The rally in the US housing market is largely an illusion.  If you take sales of distressed properties out of the Case Shiller data, for example, average home prices are up about 5% over the past year.  And much of the upward move in home prices is due to short supply rather than a groundswell of real consumer demand for homes. 

Almost half of all home owners with mortgages owe more than their properties are worth or had less than 20 percent equity in the first quarter, according to Zillow.  Those people probably are locked in to their residences.  Listing a house and purchasing a new one generally requires equity of at least 20 percent to meet costs, Zillow said.

“The effective negative equity rate nationally –where the loan-to-value ratio is more than 80%, making it difficult for a homeowner to afford the down payment on another home — is 43.6% of homeowners with a mortgage,” says Zillow. “While not all of these homeowners are underwater, they have relatively little equity in their homes, and therefore selling and buying a new home while covering all of the associated costs would be difficult.”
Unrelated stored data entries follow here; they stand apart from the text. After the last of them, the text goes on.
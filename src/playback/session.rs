// src/playback/session.rs

use super::player::{CancelToken, MediaClip};
use parking_lot::Mutex;
use std::fmt;
use std::path::{Path, PathBuf};
use std::sync::atomic::{AtomicBool, Ordering};
use std::sync::Arc;
use std::time::Instant;
use tracing::trace;

/// One playing asset. Closing goes through [`PlaybackSession::release`],
/// which closes the clip at most once no matter how many paths call it.
pub struct PlaybackSession {
    asset_path: PathBuf,
    clip: Arc<dyn MediaClip>,
    start_time: Instant,
    released: AtomicBool,
}

impl PlaybackSession {
    pub(crate) fn new(asset_path: PathBuf, clip: Arc<dyn MediaClip>) -> Self {
        Self {
            asset_path,
            clip,
            start_time: Instant::now(),
            released: AtomicBool::new(false),
        }
    }

    /// Asset being played.
    pub fn asset_path(&self) -> &Path {
        &self.asset_path
    }

    /// When the session was opened.
    pub fn start_time(&self) -> Instant {
        self.start_time
    }

    /// `true` once the clip has been closed.
    pub fn is_released(&self) -> bool {
        self.released.load(Ordering::SeqCst)
    }

    pub(crate) fn play(&self, cancel: &CancelToken) -> crate::core::PlaybackResult<()> {
        self.clip.play(cancel)
    }

    /// Closes the clip. Returns `true` only for the call that actually closed it.
    pub fn release(&self) -> bool {
        if self.released.swap(true, Ordering::AcqRel) {
            return false;
        }
        self.clip.close();
        trace!(
            path = %self.asset_path.display(),
            elapsed_ms = self.start_time.elapsed().as_millis() as u64,
            "session released"
        );
        true
    }
}

impl Drop for PlaybackSession {
    fn drop(&mut self) {
        self.release();
    }
}

impl fmt::Debug for PlaybackSession {
    fn fmt(&self, f: &mut fmt::Formatter<'_>) -> fmt::Result {
        f.debug_struct("PlaybackSession")
            .field("asset_path", &self.asset_path)
            .field("released", &self.is_released())
            .finish()
    }
}

/// State shared by the sequencer's run path and its cancellation path.
#[derive(Debug)]
pub(crate) struct RunState {
    running: Arc<AtomicBool>,
    active_session: Mutex<Option<Arc<PlaybackSession>>>,
    display_released: AtomicBool,
}

impl RunState {
    pub(crate) fn new() -> Self {
        Self {
            running: Arc::new(AtomicBool::new(true)),
            active_session: Mutex::new(None),
            display_released: AtomicBool::new(false),
        }
    }

    pub(crate) fn is_running(&self) -> bool {
        self.running.load(Ordering::SeqCst)
    }

    pub(crate) fn stop(&self) {
        self.running.store(false, Ordering::SeqCst);
    }

    pub(crate) fn cancel_token(&self) -> CancelToken {
        CancelToken::from_flag(Arc::clone(&self.running))
    }

    pub(crate) fn activate(&self, session: Arc<PlaybackSession>) {
        *self.active_session.lock() = Some(session);
    }

    /// Removes the active session, if any. Whoever takes it releases it.
    pub(crate) fn take_session(&self) -> Option<Arc<PlaybackSession>> {
        self.active_session.lock().take()
    }

    pub(crate) fn has_active_session(&self) -> bool {
        self.active_session.lock().is_some()
    }

    /// `true` for the first caller only.
    pub(crate) fn claim_display_release(&self) -> bool {
        !self.display_released.swap(true, Ordering::AcqRel)
    }
}
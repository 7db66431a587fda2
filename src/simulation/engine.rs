// src/simulation/engine.rs
use crate::core::{ClbitId, QubitId, SimResult, SimulationError, StateVector};
use crate::operations::Operation;
use crate::validation::check_normalization;
use num_complex::Complex;
use num_traits::Zero; // For Complex::zero()
use rand::Rng;

/// Probabilities below this are treated as zero when sampling.
const PROBABILITY_TOLERANCE: f64 = 1e-12;

/// State-vector engine for one shot of one circuit.
/// (Internal visibility)
pub(crate) struct SimulationEngine {
    state: StateVector,
    num_qubits: usize,
    /// Classical register, one entry per clbit, written by measurements.
    clbits: Vec<u8>,
}

impl SimulationEngine {
    /// Initializes the engine in `|0...0>` with a zeroed classical register.
    pub(crate) fn init(num_qubits: usize, num_clbits: usize) -> SimResult<Self> {
        if num_qubits == 0 {
            return Err(SimulationError::EmptyRegister);
        }
        let state = StateVector::zero_state(num_qubits).ok_or_else(|| {
            SimulationError::Backend(format!("{} qubits overflow the state vector dimension", num_qubits))
        })?;
        Ok(Self {
            state,
            num_qubits,
            clbits: vec![0; num_clbits],
        })
    }

    #[cfg(test)]
    pub(crate) fn set_state(&mut self, state: StateVector) -> SimResult<()> {
        if state.dim() != self.state.dim() {
            return Err(SimulationError::Backend(format!(
                "cannot set state: provided dimension {} does not match engine dimension {}",
                state.dim(),
                self.state.dim()
            )));
        }
        self.state = state;
        Ok(())
    }

    pub(crate) fn state(&self) -> &StateVector {
        &self.state
    }

    /// Applies one operation. `Append` blocks are expanded with their qubit
    /// binding; measurements draw from `rng`.
    pub(crate) fn apply_operation<R: Rng>(&mut self, op: &Operation, rng: &mut R) -> SimResult<()> {
        let identity = |q: QubitId| -> SimResult<QubitId> { Ok(q) };
        self.apply_mapped(op, &identity, rng)
    }

    fn apply_mapped<R: Rng>(
        &mut self,
        op: &Operation,
        map: &dyn Fn(QubitId) -> SimResult<QubitId>,
        rng: &mut R,
    ) -> SimResult<()> {
        match op {
            Operation::Hadamard { target } => {
                let t = self.index_of(map(*target)?)?;
                self.apply_single_qubit_gate(t, &hadamard_matrix());
            }
            Operation::Ry { target, theta } => {
                let t = self.index_of(map(*target)?)?;
                self.apply_single_qubit_gate(t, &ry_matrix(*theta));
            }
            Operation::S { target } => {
                let t = self.index_of(map(*target)?)?;
                self.apply_single_qubit_gate(t, &s_matrix());
            }
            Operation::Cx { control, target } => {
                let c = self.index_of(map(*control)?)?;
                let t = self.index_of(map(*target)?)?;
                if c == t {
                    return Err(SimulationError::DuplicateQubit(QubitId(c)));
                }
                self.apply_cx(c, t);
            }
            Operation::Append { instruction, qubits } => {
                if qubits.len() != instruction.num_qubits() {
                    return Err(SimulationError::InstructionArity {
                        name: instruction.name().to_string(),
                        expected: instruction.num_qubits(),
                        got: qubits.len(),
                    });
                }
                // Bind the block's local qubits to the outer (already mapped) qubits.
                let bound: Vec<QubitId> = qubits.iter().map(|q| map(*q)).collect::<SimResult<_>>()?;
                let inner = |local: QubitId| {
                    bound.get(local.0).copied().ok_or(SimulationError::QubitOutOfRange {
                        qubit: local,
                        num_qubits: bound.len(),
                    })
                };
                for inner_op in instruction.operations() {
                    self.apply_mapped(inner_op, &inner, rng)?;
                }
            }
            Operation::Measure { qubit, clbit } => {
                let q = self.index_of(map(*qubit)?)?;
                self.measure(q, *clbit, rng)?;
            }
        }
        Ok(())
    }

    /// Measures qubit `q` in the computational basis, collapses the state
    /// onto the observed branch and writes the bit into `clbit`.
    pub(crate) fn measure<R: Rng>(&mut self, q: usize, clbit: ClbitId, rng: &mut R) -> SimResult<u8> {
        if clbit.0 >= self.clbits.len() {
            return Err(SimulationError::ClbitOutOfRange { clbit, num_clbits: self.clbits.len() });
        }
        check_normalization(&self.state, None)?;

        let mask = 1usize << q;
        let p_one: f64 = self
            .state
            .amplitudes()
            .iter()
            .enumerate()
            .filter(|(k, _)| k & mask != 0)
            .map(|(_, c)| c.norm_sqr())
            .sum();

        let outcome: u8 = if p_one < PROBABILITY_TOLERANCE {
            0
        } else if 1.0 - p_one < PROBABILITY_TOLERANCE {
            1
        } else if rng.random::<f64>() < p_one {
            1
        } else {
            0
        };

        let p_kept = if outcome == 1 { p_one } else { 1.0 - p_one };
        let scale = 1.0 / p_kept.sqrt();
        for (k, amp) in self.state.amplitudes_mut().iter_mut().enumerate() {
            let bit = u8::from(k & mask != 0);
            if bit == outcome {
                *amp *= scale;
            } else {
                *amp = Complex::zero();
            }
        }

        self.clbits[clbit.0] = outcome;
        Ok(outcome)
    }

    /// Classical register as a bitstring, highest clbit first.
    pub(crate) fn bitstring(&self) -> String {
        self.clbits
            .iter()
            .rev()
            .map(|b| if *b == 1 { '1' } else { '0' })
            .collect()
    }

    fn index_of(&self, qubit: QubitId) -> SimResult<usize> {
        if qubit.0 < self.num_qubits {
            Ok(qubit.0)
        } else {
            Err(SimulationError::QubitOutOfRange { qubit, num_qubits: self.num_qubits })
        }
    }

    /// Applies a 2x2 matrix to qubit `t`. Qubit `t` is bit `t` of the basis index.
    fn apply_single_qubit_gate(&mut self, t: usize, matrix: &[[Complex<f64>; 2]; 2]) {
        let mask = 1usize << t;
        let amps = self.state.amplitudes_mut();
        for i0 in 0..amps.len() {
            if i0 & mask != 0 {
                continue;
            }
            let i1 = i0 | mask;
            let psi_0 = amps[i0];
            let psi_1 = amps[i1];
            amps[i0] = matrix[0][0] * psi_0 + matrix[0][1] * psi_1;
            amps[i1] = matrix[1][0] * psi_0 + matrix[1][1] * psi_1;
        }
    }

    /// Swaps the target amplitudes in the control=|1> subspace.
    fn apply_cx(&mut self, c: usize, t: usize) {
        let c_mask = 1usize << c;
        let t_mask = 1usize << t;
        let amps = self.state.amplitudes_mut();
        for k in 0..amps.len() {
            if k & c_mask != 0 && k & t_mask == 0 {
                amps.swap(k, k | t_mask);
            }
        }
    }
}

fn hadamard_matrix() -> [[Complex<f64>; 2]; 2] {
    let h = Complex::new(std::f64::consts::FRAC_1_SQRT_2, 0.0);
    [[h, h], [h, -h]]
}

/// `RY(theta) = [[cos(a), -sin(a)], [sin(a), cos(a)]]` where `a = theta / 2`.
fn ry_matrix(theta: f64) -> [[Complex<f64>; 2]; 2] {
    let a = theta / 2.0;
    [
        [Complex::new(a.cos(), 0.0), Complex::new(-a.sin(), 0.0)],
        [Complex::new(a.sin(), 0.0), Complex::new(a.cos(), 0.0)],
    ]
}

fn s_matrix() -> [[Complex<f64>; 2]; 2] {
    [
        [Complex::new(1.0, 0.0), Complex::zero()],
        [Complex::zero(), Complex::i()],
    ]
}
// src/walk/decoder.rs

//! Turns raw 2-bit measurement outcomes into walk states.
//!
//! Decoding is the identity on the bit pattern today. It stays a separate
//! step so the state labelling can change without touching how outcomes are
//! measured.

use crate::core::{WalkError, WalkResult};
use std::fmt;
use std::str::FromStr;

/// One of the four vertices of the 2-qubit walk.
#[derive(Debug, Clone, Copy, PartialEq, Eq, Hash, PartialOrd, Ord)]
pub enum WalkState {
    /// Outcome `"00"`.
    S00,
    /// Outcome `"01"`.
    S01,
    /// Outcome `"10"`.
    S10,
    /// Outcome `"11"`.
    S11,
}

impl WalkState {
    /// Every state, in outcome order.
    pub const ALL: [WalkState; 4] = [WalkState::S00, WalkState::S01, WalkState::S10, WalkState::S11];

    /// The bitstring this state was decoded from.
    pub fn as_str(&self) -> &'static str {
        match self {
            WalkState::S00 => "00",
            WalkState::S01 => "01",
            WalkState::S10 => "10",
            WalkState::S11 => "11",
        }
    }

    /// Position in [`WalkState::ALL`]; also the outcome read as a binary number.
    pub fn index(&self) -> usize {
        match self {
            WalkState::S00 => 0,
            WalkState::S01 => 1,
            WalkState::S10 => 2,
            WalkState::S11 => 3,
        }
    }
}

impl fmt::Display for WalkState {
    fn fmt(&self, f: &mut fmt::Formatter<'_>) -> fmt::Result {
        f.write_str(self.as_str())
    }
}

impl FromStr for WalkState {
    type Err = WalkError;

    fn from_str(s: &str) -> Result<Self, Self::Err> {
        decode_outcome(0, s)
    }
}

/// The decoded walk, one state per step, in step order.
#[derive(Debug, Clone, PartialEq, Eq, Default)]
pub struct WalkPath {
    states: Vec<WalkState>,
}

impl WalkPath {
    /// Wraps already-decoded states.
    pub fn new(states: Vec<WalkState>) -> Self {
        Self { states }
    }

    /// States in step order.
    pub fn states(&self) -> &[WalkState] {
        &self.states
    }

    /// Number of steps.
    pub fn len(&self) -> usize {
        self.states.len()
    }

    /// `true` if the path has no steps.
    pub fn is_empty(&self) -> bool {
        self.states.is_empty()
    }

    /// Iterates the states in step order.
    pub fn iter(&self) -> std::slice::Iter<'_, WalkState> {
        self.states.iter()
    }
}

impl<'a> IntoIterator for &'a WalkPath {
    type Item = &'a WalkState;
    type IntoIter = std::slice::Iter<'a, WalkState>;

    fn into_iter(self) -> Self::IntoIter {
        self.states.iter()
    }
}

impl FromIterator<WalkState> for WalkPath {
    fn from_iter<I: IntoIterator<Item = WalkState>>(iter: I) -> Self {
        Self::new(iter.into_iter().collect())
    }
}

/// Arrow-joined path, e.g. `00 -> 01 -> 11`.
impl fmt::Display for WalkPath {
    fn fmt(&self, f: &mut fmt::Formatter<'_>) -> fmt::Result {
        for (i, state) in self.states.iter().enumerate() {
            if i > 0 {
                f.write_str(" -> ")?;
            }
            write!(f, "{}", state)?;
        }
        Ok(())
    }
}

/// Decodes the outcome of step `step`. Anything but a 2-character string
/// over `{0, 1}` is a fatal decoding error.
pub fn decode_outcome(step: usize, raw: &str) -> WalkResult<WalkState> {
    match raw {
        "00" => Ok(WalkState::S00),
        "01" => Ok(WalkState::S01),
        "10" => Ok(WalkState::S10),
        "11" => Ok(WalkState::S11),
        _ => Err(WalkError::Decode { step, outcome: raw.to_string() }),
    }
}

/// Decodes an ordered sequence of raw outcomes; index `i` is step `i`.
pub fn decode<S: AsRef<str>>(outcomes: &[S]) -> WalkResult<WalkPath> {
    outcomes
        .iter()
        .enumerate()
        .map(|(step, raw)| decode_outcome(step, raw.as_ref()))
        .collect()
}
Since the largest percentage moves in average home prices is in CA and other western states, the supply constraint in these markets will likely continue to push home prices higher, but this is not good news.  Home prices in CA are moving five times faster than the underlying growth in the job market.  Indeed, there is already evidence of manic behavior in many of the hottest western housing markets.

Homes in desirable areas of CA, for example, are going in a matter of days and at 120% of the “broker price opinion” or BPO.  Some of the buying interest comes from investors, who are creating a feeding frenzy in some markets not seen since the bad old days of 2006-2007.  Multiple bidders for homes in the $300k, $400k and $500k range and higher are not unusual.

Part of the reason that measures such as Case-Shiller are showing such strong increases in prices is due to the disappearance of any discount for bank-owned, distressed real estate, also known as “REO.”  A report just put out by the Federal Housing Finance Administration notes that REO sales have significantly increased the apparent rebound in average home prices nationally. 

The agency notes that “distress-free” home price indices for 12 large metropolitan areas generally report lower quarterly appreciation than do the purchase-only indices.  In 11 of the 12 areas the new indices, which remove the direct effect of short sales and bank owned or REO properties, shows lower appreciation than traditional series such as Case Shiller. 

For example, in Atlanta the purchase-only four quarter index appreciation was 17.62 percent vs. just 10.3 percent excluding distressed sales.  For Chicago the numbers were 4.26 percent versus 2.9 percent, respectively.      

Bottom line is that the Fed’s efforts to boost home prices are working, but not for the reasons most people want to believe.  Instead of a steady flow of newly formed households and first time home buyers, what we see is a speculative frenzy driven by the Fed’s zero interest rate policies.  A limited number of American families are competing with highly leveraged institutional investors for an even more limited supply of properties.  And mortgage rates, no surprise, are rising.

When the music stops, look for some of the same big investors who are now paying 120% of BPO to come under pressure to sell homes into a declining market. Indeed, smart managers at institutional funds and commercial banks are selling right now into Bernanke’s housing bubble.  So when your stock broker calls to talk about investment opportunities in single family homes, just put down the phone.